> [Task objective] Locate each line with the string "pixels" in the listing below and copy it.

> [Data for this exercise]
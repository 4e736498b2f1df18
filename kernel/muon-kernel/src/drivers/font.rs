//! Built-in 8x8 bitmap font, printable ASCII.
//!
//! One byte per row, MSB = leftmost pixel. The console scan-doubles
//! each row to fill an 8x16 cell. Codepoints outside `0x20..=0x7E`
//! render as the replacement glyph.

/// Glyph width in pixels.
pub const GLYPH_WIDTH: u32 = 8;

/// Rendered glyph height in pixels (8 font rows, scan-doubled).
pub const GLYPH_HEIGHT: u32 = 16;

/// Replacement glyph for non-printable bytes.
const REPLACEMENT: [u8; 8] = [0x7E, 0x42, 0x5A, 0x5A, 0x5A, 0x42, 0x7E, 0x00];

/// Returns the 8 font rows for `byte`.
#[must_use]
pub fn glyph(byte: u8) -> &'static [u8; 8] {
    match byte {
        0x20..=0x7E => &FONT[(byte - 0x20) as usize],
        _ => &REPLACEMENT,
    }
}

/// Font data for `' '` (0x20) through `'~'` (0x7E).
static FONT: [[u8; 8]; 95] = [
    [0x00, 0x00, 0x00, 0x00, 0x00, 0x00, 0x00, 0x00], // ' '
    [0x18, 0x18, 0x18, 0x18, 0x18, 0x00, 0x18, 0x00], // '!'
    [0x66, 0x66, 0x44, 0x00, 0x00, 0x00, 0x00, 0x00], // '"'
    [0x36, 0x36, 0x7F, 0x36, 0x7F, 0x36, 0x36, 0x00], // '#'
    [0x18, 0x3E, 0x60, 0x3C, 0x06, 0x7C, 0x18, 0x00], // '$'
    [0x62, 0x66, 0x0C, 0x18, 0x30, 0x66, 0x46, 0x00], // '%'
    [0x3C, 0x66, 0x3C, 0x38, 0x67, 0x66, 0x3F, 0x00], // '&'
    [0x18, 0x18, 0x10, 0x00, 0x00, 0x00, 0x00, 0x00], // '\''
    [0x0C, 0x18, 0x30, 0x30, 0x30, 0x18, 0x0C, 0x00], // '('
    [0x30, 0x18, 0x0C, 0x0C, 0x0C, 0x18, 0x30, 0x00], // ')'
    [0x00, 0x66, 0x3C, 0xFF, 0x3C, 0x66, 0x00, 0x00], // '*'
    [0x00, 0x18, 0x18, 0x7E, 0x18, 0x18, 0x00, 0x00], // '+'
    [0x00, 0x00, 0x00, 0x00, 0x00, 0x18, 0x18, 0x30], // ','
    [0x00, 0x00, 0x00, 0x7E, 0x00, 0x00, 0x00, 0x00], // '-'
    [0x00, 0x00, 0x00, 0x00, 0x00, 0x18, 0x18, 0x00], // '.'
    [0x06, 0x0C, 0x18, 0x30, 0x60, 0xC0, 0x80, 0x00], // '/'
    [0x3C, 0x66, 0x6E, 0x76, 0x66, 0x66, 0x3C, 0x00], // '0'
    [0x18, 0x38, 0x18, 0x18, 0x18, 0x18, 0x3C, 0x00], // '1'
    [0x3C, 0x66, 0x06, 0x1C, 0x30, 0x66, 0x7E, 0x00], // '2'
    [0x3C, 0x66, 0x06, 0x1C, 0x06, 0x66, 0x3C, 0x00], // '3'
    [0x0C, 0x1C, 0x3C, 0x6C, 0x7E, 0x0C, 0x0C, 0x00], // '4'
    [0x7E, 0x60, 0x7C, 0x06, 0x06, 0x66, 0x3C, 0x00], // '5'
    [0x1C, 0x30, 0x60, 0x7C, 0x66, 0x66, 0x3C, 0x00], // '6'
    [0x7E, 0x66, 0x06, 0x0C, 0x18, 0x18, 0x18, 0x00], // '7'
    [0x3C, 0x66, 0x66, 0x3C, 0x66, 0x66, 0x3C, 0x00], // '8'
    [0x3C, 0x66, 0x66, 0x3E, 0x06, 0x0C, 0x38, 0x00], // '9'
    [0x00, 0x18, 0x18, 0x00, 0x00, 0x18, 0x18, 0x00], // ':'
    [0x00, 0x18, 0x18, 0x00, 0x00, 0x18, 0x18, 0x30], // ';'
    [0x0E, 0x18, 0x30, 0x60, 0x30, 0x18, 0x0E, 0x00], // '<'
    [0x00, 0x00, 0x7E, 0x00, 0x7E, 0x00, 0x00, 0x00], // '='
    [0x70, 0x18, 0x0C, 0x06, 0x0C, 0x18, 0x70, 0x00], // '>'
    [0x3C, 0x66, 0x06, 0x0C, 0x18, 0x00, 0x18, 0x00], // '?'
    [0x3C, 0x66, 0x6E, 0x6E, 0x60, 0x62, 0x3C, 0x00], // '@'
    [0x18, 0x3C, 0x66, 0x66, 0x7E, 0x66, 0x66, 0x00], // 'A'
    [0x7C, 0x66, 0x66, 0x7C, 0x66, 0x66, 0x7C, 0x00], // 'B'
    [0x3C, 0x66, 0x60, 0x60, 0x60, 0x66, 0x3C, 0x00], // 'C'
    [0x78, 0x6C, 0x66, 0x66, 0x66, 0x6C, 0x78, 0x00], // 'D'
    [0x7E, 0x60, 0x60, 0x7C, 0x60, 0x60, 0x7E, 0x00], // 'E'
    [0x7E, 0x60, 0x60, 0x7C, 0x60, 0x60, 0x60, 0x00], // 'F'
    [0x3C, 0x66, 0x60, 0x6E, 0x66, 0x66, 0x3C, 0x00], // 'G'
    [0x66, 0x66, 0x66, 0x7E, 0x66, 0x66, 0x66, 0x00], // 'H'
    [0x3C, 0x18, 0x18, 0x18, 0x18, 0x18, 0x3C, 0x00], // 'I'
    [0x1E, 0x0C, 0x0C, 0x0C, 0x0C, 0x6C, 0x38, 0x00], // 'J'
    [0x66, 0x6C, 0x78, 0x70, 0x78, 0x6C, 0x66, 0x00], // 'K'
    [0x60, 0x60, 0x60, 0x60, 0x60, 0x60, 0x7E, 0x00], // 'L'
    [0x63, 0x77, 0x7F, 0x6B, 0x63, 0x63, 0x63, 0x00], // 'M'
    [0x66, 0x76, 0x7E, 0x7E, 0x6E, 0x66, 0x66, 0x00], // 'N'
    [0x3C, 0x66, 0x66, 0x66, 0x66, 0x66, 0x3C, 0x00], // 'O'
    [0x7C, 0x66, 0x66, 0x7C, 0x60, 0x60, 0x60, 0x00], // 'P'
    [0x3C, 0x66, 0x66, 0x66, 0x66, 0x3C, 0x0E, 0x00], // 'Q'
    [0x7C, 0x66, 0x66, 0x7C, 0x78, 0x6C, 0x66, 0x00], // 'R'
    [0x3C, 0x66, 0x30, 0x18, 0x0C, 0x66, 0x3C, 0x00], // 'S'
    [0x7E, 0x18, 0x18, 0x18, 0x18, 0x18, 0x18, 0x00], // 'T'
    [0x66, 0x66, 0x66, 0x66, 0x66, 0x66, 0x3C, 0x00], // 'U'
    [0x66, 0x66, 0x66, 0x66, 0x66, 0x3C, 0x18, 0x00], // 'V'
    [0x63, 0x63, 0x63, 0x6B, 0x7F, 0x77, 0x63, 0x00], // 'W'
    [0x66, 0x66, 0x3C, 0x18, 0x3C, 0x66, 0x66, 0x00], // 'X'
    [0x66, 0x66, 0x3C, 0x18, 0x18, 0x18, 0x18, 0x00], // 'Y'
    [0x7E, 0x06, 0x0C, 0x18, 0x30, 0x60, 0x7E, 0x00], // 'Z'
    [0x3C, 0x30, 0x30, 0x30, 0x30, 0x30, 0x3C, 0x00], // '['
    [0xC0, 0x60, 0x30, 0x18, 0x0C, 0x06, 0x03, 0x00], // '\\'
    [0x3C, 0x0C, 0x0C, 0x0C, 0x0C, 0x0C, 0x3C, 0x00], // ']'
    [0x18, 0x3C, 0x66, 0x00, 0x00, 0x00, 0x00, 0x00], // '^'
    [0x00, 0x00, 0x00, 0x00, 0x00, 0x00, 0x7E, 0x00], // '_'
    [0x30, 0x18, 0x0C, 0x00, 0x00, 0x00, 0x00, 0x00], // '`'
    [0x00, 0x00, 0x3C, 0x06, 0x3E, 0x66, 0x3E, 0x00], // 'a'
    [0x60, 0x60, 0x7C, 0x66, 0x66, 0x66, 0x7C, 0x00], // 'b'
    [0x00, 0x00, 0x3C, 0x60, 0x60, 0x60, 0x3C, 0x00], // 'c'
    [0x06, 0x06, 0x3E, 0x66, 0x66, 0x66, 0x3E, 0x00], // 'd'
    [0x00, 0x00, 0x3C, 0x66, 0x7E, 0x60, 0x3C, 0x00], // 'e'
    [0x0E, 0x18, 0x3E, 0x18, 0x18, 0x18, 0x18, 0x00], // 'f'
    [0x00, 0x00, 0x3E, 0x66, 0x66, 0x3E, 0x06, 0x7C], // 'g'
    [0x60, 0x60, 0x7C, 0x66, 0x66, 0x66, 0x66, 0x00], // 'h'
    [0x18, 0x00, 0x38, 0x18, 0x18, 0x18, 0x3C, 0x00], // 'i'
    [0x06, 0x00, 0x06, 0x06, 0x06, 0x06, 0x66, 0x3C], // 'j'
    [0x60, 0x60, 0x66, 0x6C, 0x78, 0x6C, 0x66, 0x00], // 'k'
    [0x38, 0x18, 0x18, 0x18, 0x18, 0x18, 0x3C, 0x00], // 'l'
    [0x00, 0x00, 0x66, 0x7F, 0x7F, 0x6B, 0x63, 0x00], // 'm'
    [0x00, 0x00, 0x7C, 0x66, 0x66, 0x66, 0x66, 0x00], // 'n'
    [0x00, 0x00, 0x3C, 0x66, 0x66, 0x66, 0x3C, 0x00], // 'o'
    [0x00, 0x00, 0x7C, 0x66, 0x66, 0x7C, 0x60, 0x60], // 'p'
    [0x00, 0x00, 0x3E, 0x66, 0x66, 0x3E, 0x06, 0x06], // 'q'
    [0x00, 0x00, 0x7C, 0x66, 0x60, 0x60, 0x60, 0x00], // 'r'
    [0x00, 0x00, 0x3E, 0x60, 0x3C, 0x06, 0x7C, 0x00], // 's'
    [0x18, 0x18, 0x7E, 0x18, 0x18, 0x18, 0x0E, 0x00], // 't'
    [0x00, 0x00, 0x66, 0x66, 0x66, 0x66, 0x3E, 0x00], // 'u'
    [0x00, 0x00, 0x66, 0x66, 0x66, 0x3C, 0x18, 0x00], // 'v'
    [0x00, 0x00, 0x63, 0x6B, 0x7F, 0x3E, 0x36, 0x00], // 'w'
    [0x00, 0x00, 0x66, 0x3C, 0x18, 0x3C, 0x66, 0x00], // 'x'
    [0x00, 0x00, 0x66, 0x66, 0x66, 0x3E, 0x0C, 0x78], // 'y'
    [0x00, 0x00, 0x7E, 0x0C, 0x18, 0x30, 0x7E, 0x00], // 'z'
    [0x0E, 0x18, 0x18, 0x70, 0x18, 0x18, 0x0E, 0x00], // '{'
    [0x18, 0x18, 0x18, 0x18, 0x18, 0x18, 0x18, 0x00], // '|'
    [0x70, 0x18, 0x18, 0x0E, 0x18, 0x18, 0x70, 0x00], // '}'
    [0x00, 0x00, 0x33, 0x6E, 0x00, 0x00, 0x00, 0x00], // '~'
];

> [Exercise result]
/// Glyph width in pixels.
/// Rendered glyph height in pixels (8 font rows, scan-doubled).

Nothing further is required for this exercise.